Беда пришла на пятый год. Весна и лето выдались холодные, дождливые, весь урожай ржи и овса, не дозрев, полег на корню, гнили овощи — свекла, лук, репа, даже капуста не завязалась. Запасов почти не осталось, потому что и прошлый год был неурожайным, слякотным. Зима грозила падежом скотины, голодом. Особенно тяжело пришлось старожильцам, которые, в отличие от сквирчан-переселенцев, освобожденных на шесть лет от налогов, должны были выплатить оброк наместнику великого князя в Верее. У ближайшего соседа Данилы Никитки, щуплого мужичка с пшеничными усами и бородкой, от бескормицы пали лошадь и корова. Он больше других помогал Даниловой семье, первым назвал сквирчан побратимами, и теперь они делились с ним остатками своих скудных запасов, собирали для него позднюю ягоду в лесу, заготавливали кору деревьев, чтобы примешивать ее при выпечке хлеба к крохам ржи.

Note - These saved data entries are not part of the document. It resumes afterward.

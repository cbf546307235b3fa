//! Token 估算
//!
//! 不使用精确分词器：按文本长度近似估算（英文约 4 字符/token，中文约 1.5 字符/token），
//! 每张图片再加固定开销。结果只用于预算控制，是有意为之的近似值。

use crate::memory::MessageContent;

/// 截断后追加的标记
const TRUNCATION_MARK: &str = "\n[truncated due to token budget]";

/// 默认单张截图的 token 开销
pub const DEFAULT_IMAGE_TOKEN_COST: usize = 800;

/// Token 估算器（简单的字符计数近似）
#[derive(Debug, Clone, Copy)]
pub struct TokenEstimator {
    image_cost: usize,
}

impl Default for TokenEstimator {
    fn default() -> Self {
        Self::new(DEFAULT_IMAGE_TOKEN_COST)
    }
}

impl TokenEstimator {
    pub fn new(image_cost: usize) -> Self {
        Self { image_cost }
    }

    pub fn image_cost(&self) -> usize {
        self.image_cost
    }

    /// 估算文本的 token 数量
    pub fn estimate(text: &str) -> usize {
        let mut ascii_chars = 0;
        let mut non_ascii_chars = 0;

        for c in text.chars() {
            if c.is_ascii() {
                ascii_chars += 1;
            } else {
                non_ascii_chars += 1;
            }
        }

        let tokens = ascii_chars / 4 + (non_ascii_chars as f64 / 1.5).ceil() as usize;
        tokens.max(1)
    }

    /// 文本部分 + 每张图片的固定开销
    pub fn estimate_content(&self, content: &MessageContent) -> usize {
        Self::estimate(&content.text()) + content.image_count() * self.image_cost
    }

    /// 将文本截断到指定 token 数以内（保留开头部分并追加截断标记）
    pub fn truncate_to_tokens(text: &str, max_tokens: usize) -> String {
        let estimated = Self::estimate(text);
        if estimated <= max_tokens {
            return text.to_string();
        }

        let chars: Vec<char> = text.chars().collect();
        let ratio = max_tokens as f64 / estimated as f64;
        let mut target = (chars.len() as f64 * ratio * 0.9) as usize;

        loop {
            let head: String = chars.iter().take(target).collect();
            let candidate = format!("{}{}", head.trim_end(), TRUNCATION_MARK);
            if Self::estimate(&candidate) <= max_tokens || target == 0 {
                if target == 0 && Self::estimate(&candidate) > max_tokens {
                    return String::new();
                }
                return candidate;
            }
            target = target * 9 / 10;
        }
    }
}

#[cfg(test)]
mod tests {
    use super::*;
    use crate::memory::ContentPart;

    #[test]
    fn test_token_estimator_english() {
        let text = "Hello, world! This is a test.";
        let tokens = TokenEstimator::estimate(text);
        assert!(tokens > 0);
        assert!(tokens < text.len());
    }

    #[test]
    fn test_token_estimator_chinese() {
        let text = "你好世界，这是一个测试。";
        let tokens = TokenEstimator::estimate(text);
        assert_eq!(tokens, 8);
    }

    #[test]
    fn test_image_surcharge() {
        let estimator = TokenEstimator::new(100);
        let content = MessageContent::Parts(vec![
            ContentPart::Text { text: "abcdefgh".into() },
            ContentPart::Image { data_url: "data:image/png;base64,AA".into() },
        ]);
        assert_eq!(estimator.estimate_content(&content), 102);
    }

    #[test]
    fn test_truncate_fits_budget() {
        let text = "word ".repeat(400);
        let truncated = TokenEstimator::truncate_to_tokens(&text, 50);
        assert!(TokenEstimator::estimate(&truncated) <= 50);
        assert!(truncated.ends_with("[truncated due to token budget]"));
    }

    #[test]
    fn test_truncate_noop_when_short() {
        assert_eq!(TokenEstimator::truncate_to_tokens("short", 100), "short");
    }
}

Федорец старался за всех: сам срубил несколько сосен, наколол дров, перевез их соседям — одним словом, помогал как мог. И не только потому, что когда-то Никитка выручал их. Была у Никитки дочь, Галька, белявая, сероглазая дивчина, на несколько лет моложе Федорца. Такая бойкая и говорливая, что первое время добродушный парень немало натерпелся от ее проказ и насмешек. А потом родилось светлое чувство меж ними. Раньше Федорец считал эту остроглазую, колючую девчонку за сестренку, и вдруг…
Навсегда запомнился ему тот день. Свернув с проезжего большака, они с отцом выехали на проселок, ведущий к их селу. Еще издали увидели соседей, что возвращались с пашни. Галька поотстала, плелась, глядя себе под ноги, последней. Услыхав конский топот, вскинула голову, остановилась. Как бы застыв в удивлении, широко раскрытыми глазами смотрела на черноволосого, смуглявого Федорца, который правил лошадью. Парень помахал ей рукой, крикнул, но девушка не ответила, продолжала стоять неподвижно, не отводя от него взгляда. И вдруг сорвалась с места, бросилась бегом за своими. Федорец, в свою очередь, удивленно уставился ей вслед, перед его глазами долго мелькала белая холстинная рубаха и русая коса. На парня будто наваждение нашло: взволновался, сердце зачастило…
Родители, узнав, а больше догадавшись о их чувствах, договорились: коль Господь поможет пережить голодное время, осенью быть свадьбе.
Напасть случилась вскоре после Николы зимнего. Как-то ранним утром Федорца разбудили приглушенные крики, бабий и детский плач. В хате было совсем темно, тусклый свет едва пробивался сквозь маленькие оконца, затянутые бычьими пузырями. Парень сел, прислушавшись, уловил торопливый взволнованный шепот матери, изредка прерываемый настороженным голосом отца. Рядом на лавке тихо посапывали во сне Марийка и Петрик.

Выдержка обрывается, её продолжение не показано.